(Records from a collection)
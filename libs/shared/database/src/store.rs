//! Entity Store seam.
//!
//! Engines receive an [`EntityStore`] by injection and do all their work
//! through the [`StoreTransaction`] handed to their closure. A closure that
//! returns `Ok` is committed; `Err` rolls everything back.

use async_trait::async_trait;
use chrono::{DateTime, NaiveDate, Utc};
use serde_json::Value;

use shared_models::clinic::{
    Appointment, AppointmentState, Attachment, AuditAction, AuditRecord, AuditTable, BloodType,
    Doctor, EntityState, Patient, Payment, PaymentState, Role, Specialty, User,
};

use crate::error::{StoreError, StoreResult};

#[async_trait]
pub trait EntityStore: Clone + Send + Sync + 'static {
    /// Runs `op` inside one write transaction.
    async fn transaction<T, E, F>(&self, op: F) -> Result<T, E>
    where
        F: FnOnce(&mut dyn StoreTransaction) -> Result<T, E> + Send + 'static,
        T: Send + 'static,
        E: From<StoreError> + Send + 'static;

    /// Runs `op` against a consistent read snapshot.
    async fn read<T, E, F>(&self, op: F) -> Result<T, E>
    where
        F: FnOnce(&dyn StoreTransaction) -> Result<T, E> + Send + 'static,
        T: Send + 'static,
        E: From<StoreError> + Send + 'static;
}

/// Typed, transaction-scoped access to every table.
///
/// Reads take `&self`, writes `&mut self`. Partial updates carry the version
/// the caller read and fail with [`StoreError::StaleVersion`] if another
/// transaction got there first.
pub trait StoreTransaction {
    // users
    fn insert_user(&mut self, new: &NewUser) -> StoreResult<User>;
    fn find_user(&self, id: i64) -> StoreResult<Option<User>>;
    fn find_user_by_email(&self, email: &str) -> StoreResult<Option<User>>;

    // specialties
    fn insert_specialty(&mut self, new: &NewSpecialty) -> StoreResult<Specialty>;
    fn find_specialty(&self, id: i64) -> StoreResult<Option<Specialty>>;
    fn list_specialties(&self) -> StoreResult<Vec<Specialty>>;

    // doctors
    fn insert_doctor(&mut self, new: &NewDoctor) -> StoreResult<Doctor>;
    fn find_doctor(&self, id: i64) -> StoreResult<Option<Doctor>>;
    fn list_doctors(&self, specialty_id: Option<i64>) -> StoreResult<Vec<Doctor>>;
    fn update_doctor(&mut self, id: i64, expected_version: i64, changes: &DoctorChanges) -> StoreResult<Doctor>;

    // patients
    fn insert_patient(&mut self, new: &NewPatient) -> StoreResult<Patient>;
    fn find_patient(&self, id: i64) -> StoreResult<Option<Patient>>;
    fn list_patients(&self) -> StoreResult<Vec<Patient>>;
    fn update_patient(&mut self, id: i64, expected_version: i64, changes: &PatientChanges) -> StoreResult<Patient>;

    // appointments
    fn insert_appointment(&mut self, new: &NewAppointment) -> StoreResult<Appointment>;
    fn find_appointment(&self, id: i64) -> StoreResult<Option<Appointment>>;
    /// Slot-holding appointment of `doctor_id` at exactly `scheduled_at`, ignoring `exclude_id`.
    fn find_conflicting(
        &self,
        doctor_id: i64,
        scheduled_at: DateTime<Utc>,
        exclude_id: Option<i64>,
    ) -> StoreResult<Option<Appointment>>;
    /// Earliest pending or confirmed appointment time for a doctor.
    fn earliest_upcoming_slot(&self, doctor_id: i64) -> StoreResult<Option<DateTime<Utc>>>;
    fn list_appointments(&self, filter: &AppointmentFilter) -> StoreResult<Vec<Appointment>>;
    fn update_appointment(
        &mut self,
        id: i64,
        expected_version: i64,
        changes: &AppointmentChanges,
    ) -> StoreResult<Appointment>;

    // payments
    fn insert_payment(&mut self, new: &NewPayment) -> StoreResult<Payment>;
    fn find_payment_by_appointment(&self, appointment_id: i64) -> StoreResult<Option<Payment>>;
    fn update_payment(&mut self, id: i64, expected_version: i64, changes: &PaymentChanges) -> StoreResult<Payment>;

    // attachments
    fn insert_attachment(&mut self, new: &NewAttachment) -> StoreResult<Attachment>;
    fn find_attachment(&self, id: i64) -> StoreResult<Option<Attachment>>;
    fn list_attachments(&self, appointment_id: i64) -> StoreResult<Vec<Attachment>>;
    fn delete_attachment(&mut self, id: i64) -> StoreResult<bool>;

    // audit log (append-only)
    fn append_audit(&mut self, record: &NewAuditRecord) -> StoreResult<AuditRecord>;
    fn fetch_audit(&self, query: &AuditQuery) -> StoreResult<Vec<AuditRecord>>;
    /// Catalog entries guarding the audit log plus aggregate facts about its rows.
    fn audit_log_health(&self) -> StoreResult<AuditLogHealth>;
}

// ==============================================================================
// INSERT PAYLOADS
// ==============================================================================

#[derive(Debug, Clone)]
pub struct NewUser {
    pub email: String,
    pub first_name: String,
    pub last_name: String,
    pub national_id: Option<String>,
    pub role: Role,
}

#[derive(Debug, Clone)]
pub struct NewSpecialty {
    pub name: String,
    pub description: Option<String>,
}

#[derive(Debug, Clone)]
pub struct NewDoctor {
    pub user_id: i64,
    pub specialty_id: i64,
    pub license_number: String,
    pub consult_fee: f64,
    pub phone: Option<String>,
    pub availability: Option<Value>,
}

#[derive(Debug, Clone)]
pub struct NewPatient {
    pub user_id: i64,
    pub phone: Option<String>,
    pub birth_date: NaiveDate,
    pub blood_type: Option<BloodType>,
    pub allergies: Option<String>,
    pub chronic_conditions: Option<String>,
    pub medications: Option<String>,
    pub emergency_contact: Option<String>,
}

#[derive(Debug, Clone)]
pub struct NewAppointment {
    pub patient_id: i64,
    pub doctor_id: i64,
    pub scheduled_at: DateTime<Utc>,
    pub reason: Option<String>,
    pub expires_at: Option<DateTime<Utc>>,
}

#[derive(Debug, Clone)]
pub struct NewPayment {
    pub appointment_id: i64,
    pub amount: f64,
    pub method: String,
}

#[derive(Debug, Clone)]
pub struct NewAttachment {
    pub appointment_id: i64,
    pub kind: String,
    pub url: String,
    pub name: String,
}

#[derive(Debug, Clone)]
pub struct NewAuditRecord {
    pub table_name: AuditTable,
    pub action: AuditAction,
    pub record_id: i64,
    pub before_state: Option<Value>,
    pub after_state: Option<Value>,
    pub actor_user_id: Option<i64>,
    pub occurred_at: DateTime<Utc>,
}

// ==============================================================================
// PARTIAL UPDATES
// ==============================================================================
//
// `None` leaves a column untouched; `Some(None)` writes NULL.

#[derive(Debug, Clone, Default)]
pub struct DoctorChanges {
    pub state: Option<EntityState>,
    pub consult_fee: Option<f64>,
    pub phone: Option<Option<String>>,
    pub availability: Option<Option<Value>>,
    pub next_available_slot: Option<Option<DateTime<Utc>>>,
    pub last_consultation: Option<Option<DateTime<Utc>>>,
}

#[derive(Debug, Clone, Default)]
pub struct PatientChanges {
    pub phone: Option<Option<String>>,
    pub blood_type: Option<Option<BloodType>>,
    pub allergies: Option<Option<String>>,
    pub chronic_conditions: Option<Option<String>>,
    pub medications: Option<Option<String>>,
    pub emergency_contact: Option<Option<String>>,
    pub federated_uid: Option<Option<String>>,
    pub appointment_count: Option<i64>,
    pub last_consultation: Option<Option<DateTime<Utc>>>,
}

#[derive(Debug, Clone, Default)]
pub struct AppointmentChanges {
    pub doctor_id: Option<i64>,
    pub state: Option<AppointmentState>,
    pub notes: Option<Option<String>>,
    pub cancelled_at: Option<Option<DateTime<Utc>>>,
    pub expires_at: Option<Option<DateTime<Utc>>>,
}

#[derive(Debug, Clone, Default)]
pub struct PaymentChanges {
    pub state: Option<PaymentState>,
    pub gateway_reference: Option<Option<String>>,
}

// ==============================================================================
// QUERIES
// ==============================================================================

#[derive(Debug, Clone, Default)]
pub struct AppointmentFilter {
    pub patient_id: Option<i64>,
    pub doctor_id: Option<i64>,
    pub state: Option<AppointmentState>,
    /// Only appointments whose `expires_at` is at or before this instant.
    pub expiring_at_or_before: Option<DateTime<Utc>>,
}

#[derive(Debug, Clone, Copy, PartialEq, Eq, Default)]
pub enum SortOrder {
    #[default]
    Ascending,
    Descending,
}

#[derive(Debug, Clone, Default)]
pub struct AuditQuery {
    pub table: Option<AuditTable>,
    pub record_id: Option<i64>,
    pub actor_user_id: Option<i64>,
    /// Empty means every action.
    pub actions: Vec<AuditAction>,
    /// Inclusive lower bound on `occurred_at`.
    pub since: Option<DateTime<Utc>>,
    /// Exclusive upper bound on `occurred_at`.
    pub until: Option<DateTime<Utc>>,
    pub order: SortOrder,
    pub limit: Option<i64>,
}

impl AuditQuery {
    pub fn for_record(table: AuditTable, record_id: i64) -> Self {
        Self {
            table: Some(table),
            record_id: Some(record_id),
            ..Self::default()
        }
    }
}

/// Raw facts about `audit_log`; judging them is up to the caller.
#[derive(Debug, Clone, Default, PartialEq, Eq)]
pub struct AuditLogHealth {
    pub table_present: bool,
    pub triggers: Vec<String>,
    pub indexes: Vec<String>,
    /// Stored text, so names outside the known tables and actions still show up.
    pub counts: Vec<AuditCount>,
    pub total: i64,
    pub with_actor: i64,
    /// Snapshots that are not valid JSON.
    pub unparseable_snapshots: i64,
    /// Inserts without an after-snapshot, deletes without a before-snapshot,
    /// updates lacking either.
    pub missing_snapshots: i64,
}

#[derive(Debug, Clone, PartialEq, Eq)]
pub struct AuditCount {
    pub table_name: String,
    pub action: String,
    pub count: i64,
}

/// Shorthand for a missing-row error.
pub fn not_found(entity: &'static str, id: i64) -> StoreError {
    StoreError::NotFound { entity, id }
}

What this task involves: Compute the number of lines in the records that contain the string "PartialEq", and return that number alone.

Result below: 3